What success looks like:

• At 30 days: Developed working knowledge of Mercury’s FFIEC IT control inventory and roadmap, every in-flight policy draft, and met one-on-one with the GRC team. Can speak to the top ten risks in the bank-entity program by name.
• At 90 days: Running the weekly bank charter status cadence, leading examiner-readiness reviews, and personally accountable for at least three priority program tracks. The CISO is briefing the board and the MRCC with material you authored.
• At one year: The charter timeline is on track. The bank-entity Information Security program sustains supervisory-grade standards as a standing posture. You are the executive other functions consult to determine whether a security risk is material.

Why this role:

We are building a security program designed to protect Mercury and enable the business. Chartering a national bank does not change that philosophy. It does mean we need a Deputy who can hold the bar to OCC standards without losing the operating tempo that has defined Mercury since inception.

If you've been waiting for a chance to build the bank-side security program you wish you'd inherited, this is it.

Compensation

The total rewards package at Mercury includes base salary, equity (stock options), and benefits. Our salary and equity ranges are highly competitive within the SaaS and fintech industry and are updated regularly using the most reliable compensation survey data for our industry. New hire offers are made based on a candidate’s experience, expertise, geographic location, and internal pay equity relative to peers.
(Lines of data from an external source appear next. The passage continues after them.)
// Copyright 2025-present Harīṣh Tummalachērla
// SPDX-License-Identifier: Apache-2.0

//! Fuzz target for search query handling.
//!
//! Throws arbitrary byte sequences at the search API to verify it never
//! panics, never returns out-of-range article ids, and never violates the
//! ranking invariants. If your search widget crashes on emoji or null
//! bytes, you have a bad day.

#![no_main]

use libfuzzer_sys::fuzz_target;
use sift::{normalize, search, tokenize, Article, ArticleIndex, MAX_TERM_SCORE};
use std::sync::OnceLock;

fn corpus() -> Vec<Article> {
    let rows: &[(&str, &str, &[&str], &str, Option<&str>)] = &[
        (
            "Understanding Ownership in Rust",
            "Move semantics, borrowing, and lifetimes.",
            &["rust", "ownership"],
            "/ownership",
            Some("Engineering"),
        ),
        (
            "Zero-Copy Parsing Tricks",
            "Parsing network protocols without allocating.",
            &["rust", "parsing"],
            "/zero-copy",
            Some("Engineering"),
        ),
        ("A Weekend in Tōkyō", "Ramen and transit cards.", &["travel"], "/tokyo", None),
        ("Benchmarks & Lies", "<b>Numbers</b> that mislead.", &["benchmarks"], "/lies", None),
        ("Café Reviews: 2024", "Espresso notes from the road.", &[], "/cafes", Some("Notes")),
        ("日本語のタイトル", "Multibyte text end to end.", &["unicode"], "/ja", None),
        ("", "An article with an empty title.", &["edge"], "/empty", None),
        ("aaaaaaaa aaaa aa", "a aa aaa aaaa", &["aa"], "/aaa", None),
    ];

    rows.iter()
        .map(|(title, excerpt, tags, url, channel)| Article {
            title: (*title).to_string(),
            excerpt: (*excerpt).to_string(),
            tags: tags.iter().map(|t| (*t).to_string()).collect(),
            url: (*url).to_string(),
            channel: channel.map(String::from),
        })
        .collect()
}

fuzz_target!(|query: &[u8]| {
    static INDEX: OnceLock<ArticleIndex> = OnceLock::new();
    let index = INDEX.get_or_init(|| ArticleIndex::from_articles(corpus()));

    // Convert to string, handling invalid UTF-8
    let query_str = match std::str::from_utf8(query) {
        Ok(s) => s.to_string(),
        Err(_) => String::from_utf8_lossy(query).into_owned(),
    };

    // Cap query length to avoid timeouts (in chars, not bytes)
    let query_str: String = query_str.chars().take(200).collect();

    // INVARIANT 1: search() never panics.
    let results = search(index, &query_str);

    // INVARIANT 2: Every article id is in range, every score positive.
    for result in &results {
        assert!(
            result.article_id < index.len(),
            "Result article_id {} out of bounds (index len = {})",
            result.article_id,
            index.len()
        );
        assert!(result.score > 0, "Zero-score result for '{}'", query_str);
    }

    // INVARIANT 3: No duplicate article ids.
    let mut seen = std::collections::HashSet::new();
    for result in &results {
        assert!(
            seen.insert(result.article_id),
            "Duplicate article_id {} in results",
            result.article_id
        );
    }

    // INVARIANT 4: Sorted by score descending, index order on ties.
    for i in 1..results.len() {
        let correct_order = results[i - 1].score > results[i].score
            || (results[i - 1].score == results[i].score
                && results[i - 1].article_id < results[i].article_id);
        assert!(
            correct_order,
            "Results not correctly sorted at {}: ({}, {}) before ({}, {})",
            i,
            results[i - 1].article_id,
            results[i - 1].score,
            results[i].article_id,
            results[i].score
        );
    }

    // INVARIANT 5: Scores are bounded by the per-term maximum.
    let normalized = normalize(&query_str);
    let term_count = tokenize(&normalized).len() as u32;
    for result in &results {
        assert!(
            result.score <= term_count * MAX_TERM_SCORE,
            "Score {} exceeds {} terms * max {}",
            result.score,
            term_count,
            MAX_TERM_SCORE
        );
    }

    // INVARIANT 6: Queries with no usable terms return nothing.
    if term_count == 0 {
        assert!(
            results.is_empty(),
            "Termless query '{}' returned {} results",
            query_str,
            results.len()
        );
    }

    // INVARIANT 7: Searches are deterministic.
    let rerun = search(index, &query_str);
    assert_eq!(results, rerun, "Same query returned different results");
});
//! Shared test utilities and fixtures.

#![allow(dead_code)]

use sift::{parse_index, Article, ArticleIndex};
use std::fs;
use std::path::PathBuf;

// Re-export canonical test utilities from sift::testing
pub use sift::testing::{make_article, make_article_full, make_index, make_index_from};

// ============================================================================
// FIXTURES
// ============================================================================

/// Path to the committed article fixture, relative to the crate root.
pub const ARTICLES_FIXTURE: &str = "fixtures/articles.json";

/// Load the committed article fixture.
pub fn load_fixture_index() -> ArticleIndex {
    let json = fs::read_to_string(ARTICLES_FIXTURE).expect("Failed to read articles fixture");
    parse_index(&json).expect("Fixture JSON should parse")
}

/// Write `json` to a file in a fresh temp directory.
///
/// Returns the TempDir (to keep it alive) and the file path.
pub fn write_index_file(json: &str) -> (tempfile::TempDir, PathBuf) {
    let dir = tempfile::TempDir::new().expect("Failed to create temp directory");
    let path = dir.path().join("index.json");
    fs::write(&path, json).expect("Failed to write index file");
    (dir, path)
}

// ============================================================================
// INDEX BUILDERS
// ============================================================================

/// Build an index whose articles carry the given titles and nothing else.
pub fn index_with_titles(titles: &[&str]) -> ArticleIndex {
    let articles: Vec<Article> = titles
        .iter()
        .enumerate()
        .map(|(i, title)| make_article(title, &format!("/article-{}", i)))
        .collect();
    make_index_from(articles)
}

/// Reverse of `sift::escape_html`, for checks on rendered markup.
/// `&amp;` must be decoded last or escaped entities would decode twice.
pub fn unescape_html(escaped: &str) -> String {
    escaped
        .replace("&lt;", "<")
        .replace("&gt;", ">")
        .replace("&quot;", "\"")
        .replace("&#39;", "'")
        .replace("&amp;", "&")
}
// Copyright 2025-present Harīṣh Tummalachērla
// SPDX-License-Identifier: Apache-2.0

//! Fuzz target for index JSON parsing.
//!
//! The index file comes from a static host over the network. Truncated
//! responses, CDN error pages, BOMs, emoji in titles, deeply nested junk:
//! parsing must produce a well-formed index or a clean error, never a panic.

#![no_main]

use libfuzzer_sys::fuzz_target;
use sift::parse_index;

fuzz_target!(|data: &[u8]| {
    let json = match std::str::from_utf8(data) {
        Ok(s) => s,
        Err(_) => return,
    };

    // INVARIANT 1: parse_index never panics, whatever the payload.
    let index = match parse_index(json) {
        Ok(index) => index,
        Err(_) => return,
    };

    // INVARIANT 2: A parsed index is internally consistent.
    assert_eq!(
        index.articles().len(),
        index.texts().len(),
        "Articles and normalized texts must stay paired"
    );
    assert_eq!(index.len(), index.articles().len());

    // INVARIANT 3: Parsing is deterministic.
    let reparsed = parse_index(json).expect("Second parse of accepted input failed");
    assert_eq!(reparsed.len(), index.len());
    assert_eq!(reparsed.articles(), index.articles());

    // INVARIANT 4: Lookup agrees with len().
    assert!(index.get(index.len()).is_none());
    if !index.is_empty() {
        assert!(index.get(0).is_some());
    }
});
• US employees in New York City, Los Angeles, Seattle, or the San Francisco Bay Area: $269,700 - 353,950
• US employees outside of the New York City, Los Angeles, Seattle or the San Francisco Bay Area: $242,700 - 318,550

Company Description

Mercury values diversity & belonging and is proud to be an Equal Employment Opportunity employer. All individuals seeking employment at Mercury are considered without regard to race, color, religion, national origin, age, sex, marital status, ancestry, physical or mental disability, veteran status, gender identity, sexual orientation, or any other legally protected characteristic. We are committed to providing reasonable accommodations throughout the recruitment process for applicants with disabilities or special needs. If you need assistance, or an accommodation, please let your recruiter know once you are contacted about a role.